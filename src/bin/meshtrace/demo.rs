//! Built-in demo scene: checker floor, hidden overhead light, mirror prism.

use meshtrace::prelude::*;

pub const FLOOR: MeshId = 1;
pub const LIGHT: MeshId = 2;
pub const PRISM: MeshId = 3;

/// Flat grid on y = 0, `cells` x `cells` quads, facing +Y.
pub fn floor(half_size: f32, cells: u32) -> MeshData {
    let n = cells + 1;
    let step = 2.0 * half_size / cells as f32;
    let mut positions = Vec::with_capacity((n * n) as usize);
    for z in 0..n {
        for x in 0..n {
            positions.push(Vec3::new(-half_size + x as f32 * step, 0.0, -half_size + z as f32 * step));
        }
    }
    let mut indices = Vec::with_capacity((cells * cells * 6) as usize);
    for z in 0..cells {
        for x in 0..cells {
            let i = z * n + x;
            indices.extend_from_slice(&[i, i + n + 1, i + 1, i, i + n, i + n + 1]);
        }
    }
    let normals = vec![Vec3::Y; positions.len()];
    MeshData::single(positions, normals, indices)
}

/// Square facing -Y, centered on the origin.
pub fn ceiling_panel(half_size: f32) -> MeshData {
    let s = half_size;
    MeshData::single(
        vec![
            Vec3::new(-s, 0.0, -s),
            Vec3::new(s, 0.0, -s),
            Vec3::new(s, 0.0, s),
            Vec3::new(-s, 0.0, s),
        ],
        vec![-Vec3::Y; 4],
        vec![0, 1, 2, 0, 2, 3],
    )
}

/// Upright triangular prism with outward-facing flat triangles.
pub fn prism(radius: f32, height: f32) -> MeshData {
    let ring: Vec<Vec3> = (0..3)
        .map(|i| {
            let a = i as f32 * std::f32::consts::TAU / 3.0;
            Vec3::new(a.cos() * radius, 0.0, a.sin() * radius)
        })
        .collect();
    let top: Vec<Vec3> = ring.iter().map(|p| *p + Vec3::Y * height).collect();
    let center = Vec3::Y * (height * 0.5);

    let mut faces = vec![[ring[0], ring[1], ring[2]], [top[0], top[1], top[2]]];
    for i in 0..3 {
        let j = (i + 1) % 3;
        faces.push([ring[i], ring[j], top[j]]);
        faces.push([ring[i], top[j], top[i]]);
    }

    // Unshared vertices so each face keeps its own flat normal
    let mut positions = Vec::with_capacity(faces.len() * 3);
    let mut normals = Vec::with_capacity(faces.len() * 3);
    for [a, mut b, mut c] in faces {
        let mut n = (b - a).cross(c - a).normalize_or_zero();
        if n.dot((a + b + c) / 3.0 - center) < 0.0 {
            std::mem::swap(&mut b, &mut c);
            n = -n;
        }
        positions.extend_from_slice(&[a, b, c]);
        normals.extend_from_slice(&[n, n, n]);
    }
    let indices = (0..positions.len() as u32).collect();
    MeshData::single(positions, normals, indices)
}

/// Queue the demo meshes on `worker`. Returns the epoch to wait for.
pub fn load(worker: &PartitionWorker) -> Result<u64> {
    worker.upsert(
        FLOOR,
        floor(8.0, 16),
        Transform::IDENTITY,
        vec![Material::checker(Vec3::splat(0.75), Vec3::splat(0.25))],
        1,
    )?;
    worker.upsert(
        LIGHT,
        ceiling_panel(1.5),
        Transform::from_position(Vec3::new(0.0, 4.0, 0.0)),
        vec![Material::emissive(Vec3::new(1.0, 0.95, 0.85), 6.0, MaterialFlag::InvisibleLightSource)],
        2,
    )?;
    worker.upsert(
        PRISM,
        prism(0.8, 1.6),
        Transform {
            position: Vec3::new(0.0, 0.0, 1.0),
            rotation: Quat::from_rotation_y(0.4),
            scale: Vec3::ONE,
        },
        vec![Material::glossy(Vec3::splat(0.9), 1.0, 0.85)],
        3,
    )?;
    Ok(3)
}

/// Camera a few units back and up, looking at the prism.
pub fn camera(settings: &RenderSettings) -> CameraParams {
    let xf = CameraParams::look_at(Vec3::new(0.0, 1.8, -5.0), Vec3::new(0.0, 0.8, 1.0), Vec3::Y);
    CameraParams::from_fov(settings.fov_y, settings.aspect(), settings.focus_distance, xf)
}
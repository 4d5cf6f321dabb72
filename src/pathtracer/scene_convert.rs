//! Convert indexed meshes to chunked world-space triangle data.
//!
//! Bridges caller-owned vertex/index buffers to the path tracer's chunk
//! format. Chunk layout is computed once in local space; transform changes
//! only re-run the cheap per-vertex transform.

use std::ops::Range;

use super::chunk::{GeometryChunk, Triangle};
use super::split;
use crate::util::{Error, Result, Transform, Vec3};

/// Indexed triangle mesh with sub-mesh index ranges.
#[derive(Debug, Clone, Default)]
pub struct MeshData {
    pub positions: Vec<Vec3>,
    pub normals: Vec<Vec3>,
    pub indices: Vec<u32>,
    /// Ranges into `indices`, one per sub-mesh. Lengths must be multiples of 3.
    pub submeshes: Vec<Range<usize>>,
}

impl MeshData {
    /// Mesh with a single sub-mesh covering all indices.
    pub fn single(positions: Vec<Vec3>, normals: Vec<Vec3>, indices: Vec<u32>) -> Self {
        let submeshes = vec![0..indices.len()];
        Self {
            positions,
            normals,
            indices,
            submeshes,
        }
    }

    /// Face count across all sub-meshes.
    pub fn triangle_count(&self) -> usize {
        self.submeshes.iter().map(|r| r.len() / 3).sum()
    }

    /// Check buffer consistency.
    pub fn validate(&self) -> Result<()> {
        if self.normals.len() != self.positions.len() {
            return Err(Error::NormalCountMismatch {
                vertices: self.positions.len(),
                normals: self.normals.len(),
            });
        }
        for (i, range) in self.submeshes.iter().enumerate() {
            if range.start > range.end || range.end > self.indices.len() {
                return Err(Error::invalid(format!(
                    "sub-mesh {i} range {range:?} outside {} indices",
                    self.indices.len()
                )));
            }
            if range.len() % 3 != 0 {
                return Err(Error::invalid(format!(
                    "sub-mesh {i} index count {} is not a multiple of 3",
                    range.len()
                )));
            }
        }
        if let Some(&bad) = self.indices.iter().find(|&&i| i as usize >= self.positions.len()) {
            return Err(Error::invalid(format!(
                "index {bad} out of range for {} vertices",
                self.positions.len()
            )));
        }
        Ok(())
    }

    /// Extract the triangles of one sub-mesh (no transform).
    pub fn submesh_triangles(&self, submesh: usize) -> Result<Vec<Triangle>> {
        let range = self
            .submeshes
            .get(submesh)
            .cloned()
            .ok_or_else(|| Error::invalid(format!("no sub-mesh {submesh}")))?;
        let indices = self
            .indices
            .get(range)
            .ok_or_else(|| Error::invalid(format!("sub-mesh {submesh} range out of bounds")))?;

        let mut tris = Vec::with_capacity(indices.len() / 3);
        for chunk in indices.chunks_exact(3) {
            let (i0, i1, i2) = (chunk[0] as usize, chunk[1] as usize, chunk[2] as usize);
            let vertex = |i: usize| -> Result<(Vec3, Vec3)> {
                let p = *self
                    .positions
                    .get(i)
                    .ok_or_else(|| Error::invalid(format!("index {i} out of range")))?;
                let n = self.normals.get(i).copied().unwrap_or(Vec3::ZERO);
                Ok((p, n))
            };
            let (a, na) = vertex(i0)?;
            let (b, nb) = vertex(i1)?;
            let (c, nc) = vertex(i2)?;
            tris.push(Triangle { a, b, c, na, nb, nc });
        }
        Ok(tris)
    }
}

/// Apply a transform to local-space chunks, recomputing bounds.
pub fn chunks_to_world(local: &[GeometryChunk], transform: &Transform) -> Vec<GeometryChunk> {
    let affine = transform.to_affine();
    let normal_mat = transform.normal_matrix();
    local
        .iter()
        .map(|chunk| {
            let triangles = chunk
                .triangles
                .iter()
                .map(|t| t.transformed(&affine, &normal_mat))
                .collect();
            GeometryChunk::new(triangles, chunk.submesh)
        })
        .collect()
}

/// A partitioned mesh placed in the world.
///
/// Holds the local-space chunk layout and re-derives world chunks only when
/// the mesh revision or transform changed since the last [`refresh`].
///
/// [`refresh`]: MeshInstance::refresh
#[derive(Debug, Clone)]
pub struct MeshInstance {
    local_chunks: Vec<GeometryChunk>,
    world_chunks: Vec<GeometryChunk>,
    transform: Transform,
    revision: u64,
    /// Last (revision, transform) the world chunks were built from.
    built_from: Option<(u64, Transform)>,
    dirty: bool,
}

impl MeshInstance {
    /// Partition `mesh` and place it with `transform`.
    pub fn new(mesh: &MeshData, transform: Transform) -> Result<Self> {
        let local_chunks = split::partition_mesh(mesh)?;
        Ok(Self {
            local_chunks,
            world_chunks: Vec::new(),
            transform,
            revision: 0,
            built_from: None,
            dirty: true,
        })
    }

    /// Replace the source mesh, re-running the split.
    ///
    /// On error the previous layout is kept.
    pub fn set_mesh(&mut self, mesh: &MeshData) -> Result<()> {
        self.local_chunks = split::partition_mesh(mesh)?;
        self.revision += 1;
        self.dirty = true;
        Ok(())
    }

    /// Move the instance. Marks dirty only if the transform differs.
    pub fn set_transform(&mut self, transform: Transform) {
        if transform != self.transform {
            self.transform = transform;
            self.dirty = true;
        }
    }

    pub fn transform(&self) -> &Transform {
        &self.transform
    }

    pub fn revision(&self) -> u64 {
        self.revision
    }

    pub fn is_dirty(&self) -> bool {
        self.dirty
    }

    pub fn local_chunks(&self) -> &[GeometryChunk] {
        &self.local_chunks
    }

    /// Rebuild world chunks if needed. Returns true if they were rebuilt.
    pub fn refresh(&mut self) -> bool {
        if !self.dirty {
            return false;
        }
        self.dirty = false;
        let current = (self.revision, self.transform);
        if self.built_from == Some(current) {
            return false;
        }
        self.world_chunks = chunks_to_world(&self.local_chunks, &self.transform);
        self.built_from = Some(current);
        true
    }

    /// World-space chunks as of the last [`refresh`](Self::refresh).
    pub fn world_chunks(&self) -> &[GeometryChunk] {
        &self.world_chunks
    }
}

#[cfg(test)]
mod tests {
    use super::*;
    use crate::util::Quat;

    fn quad_mesh() -> MeshData {
        MeshData::single(
            vec![
                Vec3::new(-1.0, 0.0, -1.0),
                Vec3::new(1.0, 0.0, -1.0),
                Vec3::new(1.0, 0.0, 1.0),
                Vec3::new(-1.0, 0.0, 1.0),
            ],
            vec![Vec3::Y; 4],
            vec![0, 2, 1, 0, 3, 2],
        )
    }

    #[test]
    fn test_validate_rejects_bad_ranges() {
        let mut mesh = quad_mesh();
        mesh.submeshes = vec![0..4];
        assert!(matches!(mesh.validate(), Err(Error::InvalidMesh(_))));

        let mut mesh = quad_mesh();
        mesh.indices[0] = 9;
        assert!(matches!(mesh.validate(), Err(Error::InvalidMesh(_))));

        let mut mesh = quad_mesh();
        mesh.normals.pop();
        assert!(matches!(mesh.validate(), Err(Error::NormalCountMismatch { .. })));
    }

    #[test]
    fn test_submesh_triangles() {
        let mut mesh = quad_mesh();
        mesh.submeshes = vec![0..3, 3..6];
        assert_eq!(mesh.triangle_count(), 2);
        let second = mesh.submesh_triangles(1).unwrap();
        assert_eq!(second.len(), 1);
        assert_eq!(second[0].b, Vec3::new(-1.0, 0.0, 1.0));
        assert!(mesh.submesh_triangles(2).is_err());
    }

    #[test]
    fn test_refresh_only_on_change() {
        let mut inst = MeshInstance::new(&quad_mesh(), Transform::IDENTITY).unwrap();
        assert!(inst.is_dirty());
        assert!(inst.refresh());
        assert!(!inst.refresh());

        // Same transform again: not dirty
        inst.set_transform(Transform::IDENTITY);
        assert!(!inst.is_dirty());
        assert!(!inst.refresh());

        inst.set_transform(Transform::from_position(Vec3::new(0.0, 2.0, 0.0)));
        assert!(inst.refresh());
        let b = inst.world_chunks()[0].bounds;
        assert_eq!(b.min.y, 2.0);
        assert_eq!(b.max.y, 2.0);

        inst.set_mesh(&quad_mesh()).unwrap();
        assert_eq!(inst.revision(), 1);
        assert!(inst.refresh());
    }

    #[test]
    fn test_world_refresh_matches_transformed_vertices() {
        let xf = Transform {
            position: Vec3::new(1.0, 0.0, 0.0),
            rotation: Quat::from_rotation_y(0.7),
            scale: Vec3::new(2.0, 1.0, 0.5),
        };
        let mut inst = MeshInstance::new(&quad_mesh(), xf).unwrap();
        inst.refresh();

        let affine = xf.to_affine();
        for chunk in inst.world_chunks() {
            for t in &chunk.triangles {
                for v in t.vertices() {
                    assert!(chunk.bounds.contains(v));
                }
                assert!((t.na.length() - 1.0).abs() < 1e-5);
            }
        }
        let corner = affine.transform_point3(Vec3::new(1.0, 0.0, 1.0));
        let found = inst
            .world_chunks()
            .iter()
            .flat_map(|c| c.triangles.iter())
            .any(|t| t.vertices().iter().any(|v| (*v - corner).length() < 1e-5));
        assert!(found);
    }
}
fn main() {
    let now = time::OffsetDateTime::now_utc();
    let date_fmt = time::format_description::parse("[month repr:short] [day padding:space] [year]")
        .expect("valid date format");

    let date = std::env::var("MESHTRACE_BUILD_DATE")
        .unwrap_or_else(|_| now.format(&date_fmt).unwrap_or_else(|_| "unknown".to_string()));

    println!("cargo:rustc-env=MESHTRACE_BUILD_DATE={}", date);
    println!("cargo:rerun-if-env-changed=MESHTRACE_BUILD_DATE");
}
//! Per-frame camera parameters and primary ray generation.

use super::intersect::Ray;
use super::rng::PixelRng;
use crate::util::{Affine3A, Vec2, Vec3};

/// Camera state supplied by the caller each frame.
///
/// The projection plane sits at `focus_distance` in front of the camera
/// (camera looks down its local +Z) and is `plane_width` by `plane_height`
/// world units in size.
#[derive(Debug, Clone, Copy, PartialEq)]
pub struct CameraParams {
    pub plane_width: f32,
    pub plane_height: f32,
    pub focus_distance: f32,
    pub local_to_world: Affine3A,
}

impl CameraParams {
    /// Plane size from a vertical field of view (degrees) and aspect ratio.
    pub fn from_fov(fov_y_deg: f32, aspect: f32, focus_distance: f32, local_to_world: Affine3A) -> Self {
        let plane_height = focus_distance * (fov_y_deg.to_radians() * 0.5).tan() * 2.0;
        Self {
            plane_width: plane_height * aspect,
            plane_height,
            focus_distance,
            local_to_world,
        }
    }

    /// Camera-to-world transform looking from `eye` toward `target`.
    ///
    /// Local +Z maps to the view direction, +X to screen right and +Y to up.
    pub fn look_at(eye: Vec3, target: Vec3, up: Vec3) -> Affine3A {
        let forward = (target - eye).normalize_or(Vec3::Z);
        let right = up.cross(forward).normalize_or(Vec3::X);
        let true_up = forward.cross(right);
        Affine3A::from_cols(right.into(), true_up.into(), forward.into(), eye.into())
    }

    #[inline]
    pub fn position(&self) -> Vec3 {
        self.local_to_world.translation.into()
    }

    #[inline]
    pub fn right(&self) -> Vec3 {
        self.local_to_world.matrix3.x_axis.into()
    }

    #[inline]
    pub fn up(&self) -> Vec3 {
        self.local_to_world.matrix3.y_axis.into()
    }

    /// World-space point on the focus plane for normalized screen coords.
    ///
    /// `uv` is (0,0) at the bottom-left and (1,1) at the top-right.
    #[inline]
    pub fn focus_point(&self, uv: Vec2) -> Vec3 {
        let local = Vec3::new(uv.x - 0.5, uv.y - 0.5, 1.0)
            * Vec3::new(self.plane_width, self.plane_height, self.focus_distance);
        self.local_to_world.transform_point3(local)
    }

    /// Jittered primary ray.
    ///
    /// `lens_blur` and `ray_spread` are in units of one image-width fraction:
    /// the disk samples are divided by `image_width`.
    #[inline]
    pub fn primary_ray(
        &self,
        uv: Vec2,
        image_width: u32,
        lens_blur: f32,
        ray_spread: f32,
        rng: &mut PixelRng,
    ) -> Ray {
        let focus = self.focus_point(uv);
        let (right, up) = (self.right(), self.up());
        let width = image_width.max(1) as f32;

        let defocus = rng.point_in_disk() * lens_blur / width;
        let origin = self.position() + right * defocus.x + up * defocus.y;

        let spread = rng.point_in_disk() * ray_spread / width;
        let target = focus + right * spread.x + up * spread.y;

        Ray::new(origin, target - origin)
    }
}

#[cfg(test)]
mod tests {
    use super::*;

    fn camera() -> CameraParams {
        let xf = CameraParams::look_at(Vec3::new(0.0, 1.0, -5.0), Vec3::new(0.0, 1.0, 0.0), Vec3::Y);
        CameraParams::from_fov(60.0, 2.0, 5.0, xf)
    }

    #[test]
    fn test_plane_size() {
        let cam = camera();
        let expected = 5.0 * (30.0f32).to_radians().tan() * 2.0;
        assert!((cam.plane_height - expected).abs() < 1e-5);
        assert!((cam.plane_width - 2.0 * expected).abs() < 1e-5);
    }

    #[test]
    fn test_center_focus_point() {
        let cam = camera();
        let p = cam.focus_point(Vec2::splat(0.5));
        assert!((p - Vec3::new(0.0, 1.0, 0.0)).length() < 1e-5);
        // Right edge lies along camera right
        let r = cam.focus_point(Vec2::new(1.0, 0.5));
        assert!((r - p).dot(cam.right()) > 0.0);
    }

    #[test]
    fn test_no_jitter_ray_is_pinhole() {
        let cam = camera();
        let mut rng = PixelRng::new(0, 0);
        let ray = cam.primary_ray(Vec2::splat(0.5), 64, 0.0, 0.0, &mut rng);
        assert_eq!(ray.origin, cam.position());
        assert!((ray.dir - Vec3::Z).length() < 1e-5);
    }

    #[test]
    fn test_defocus_keeps_focus_plane_sharp() {
        let cam = camera();
        let mut rng = PixelRng::new(17, 4);
        for _ in 0..32 {
            let ray = cam.primary_ray(Vec2::splat(0.5), 64, 8.0, 0.0, &mut rng);
            assert!((ray.origin - cam.position()).length() <= 8.0 / 64.0 + 1e-5);
            // All rays converge on the focus point
            let t = (cam.focus_point(Vec2::splat(0.5)) - ray.origin).length();
            assert!((ray.at(t) - Vec3::new(0.0, 1.0, 0.0)).length() < 1e-4);
        }
    }
}
//! Utility types and functions for meshtrace.
//!
//! - [`Error`] / [`Result`] - Error handling
//! - [`Bounds`], [`Transform`] and math type re-exports from glam

mod error;
mod math;

pub use error::*;
pub use math::*;
//! # meshtrace
//!
//! Progressive stochastic path tracer for small triangle-mesh scenes.
//!
//! ## Modules
//!
//! - [`util`] - Math types (bounds, transforms) and errors
//! - [`pathtracer`] - Mesh partitioning, scene snapshots, integrator, accumulation
//! - [`settings`] - Persistent quality and environment settings
//! - [`worker`] - Background mesh partitioning
//!
//! ## Example
//!
//! ```ignore
//! use meshtrace::prelude::*;
//!
//! let settings = RenderSettings::load();
//! let mut scene = Scene::new();
//! scene.add_mesh(1, &mesh, Transform::IDENTITY, vec![Material::diffuse(Vec3::splat(0.7))])?;
//! let snapshot = scene.snapshot();
//!
//! let camera = CameraParams::from_fov(settings.fov_y, settings.aspect(), settings.focus_distance, xf);
//! let mut pt = ProgressiveRenderer::new(settings.width, settings.height);
//! for _ in 0..64 {
//!     pt.render(&snapshot, &camera, &settings.quality, &settings.environment);
//! }
//! ```

pub mod util;
pub mod pathtracer;
pub mod settings;
pub mod worker;

// Re-export commonly used types
pub use util::{Error, Result};

/// Prelude module for convenient imports
pub mod prelude {
    pub use crate::util::{Bounds, Error, Result, Transform, Affine3A, Quat, Vec2, Vec3};
    pub use crate::pathtracer::{
        CameraParams, EnvironmentSettings, FrameStats, Image, Material, MaterialFlag, MeshData,
        MeshId, ProgressiveRenderer, Scene, SceneSnapshot, SceneStore,
    };
    pub use crate::settings::{QualitySettings, RenderMode, RenderSettings};
    pub use crate::worker::{PartitionWorker, WorkerCommand, WorkerResult};
}
//! Progressive CPU path tracer.
//!
//! Meshes are partitioned into bounded [`GeometryChunk`]s by an octree-style
//! splitter ([`split`]), placed in world space by [`MeshInstance`], and
//! flattened into an immutable [`SceneSnapshot`]. Each frame traces a few
//! stochastic paths per pixel ([`shade`]) and [`ProgressiveRenderer`]
//! folds the frame into a running mean.
//!
//! ```ignore
//! let mut scene = Scene::new();
//! scene.add_mesh(1, &mesh, Transform::IDENTITY, vec![Material::diffuse(Vec3::splat(0.8))])?;
//! let store = SceneStore::new(scene.snapshot());
//!
//! let camera = CameraParams::from_fov(45.0, 16.0 / 9.0, 1.0, xf);
//! let mut pt = ProgressiveRenderer::new(320, 180);
//! pt.render(&store.current(), &camera, &quality, &env);
//! ```

pub mod camera;
pub mod chunk;
pub mod compute;
pub mod environment;
pub mod intersect;
pub mod material;
pub mod rng;
pub mod scene;
pub mod scene_convert;
pub mod shade;
pub mod split;

pub use camera::CameraParams;
pub use chunk::{GeometryChunk, Triangle};
pub use compute::{blend_into, render_frame, FrameStats, Image, ProgressiveRenderer};
pub use environment::EnvironmentSettings;
pub use intersect::{IntersectionStats, Ray};
pub use material::{Material, MaterialFlag};
pub use rng::PixelRng;
pub use scene::{HitRecord, MeshId, Scene, SceneSnapshot, SceneStore};
pub use scene_convert::{chunks_to_world, MeshData, MeshInstance};
pub use split::{partition_mesh, MAX_MESH_TRIANGLES, MAX_SPLIT_DEPTH, MAX_TRIS_PER_CHUNK};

Assigned task
In the records above, tally the lines where the word "looking" appears, and give the number and nothing else.

Task solution
2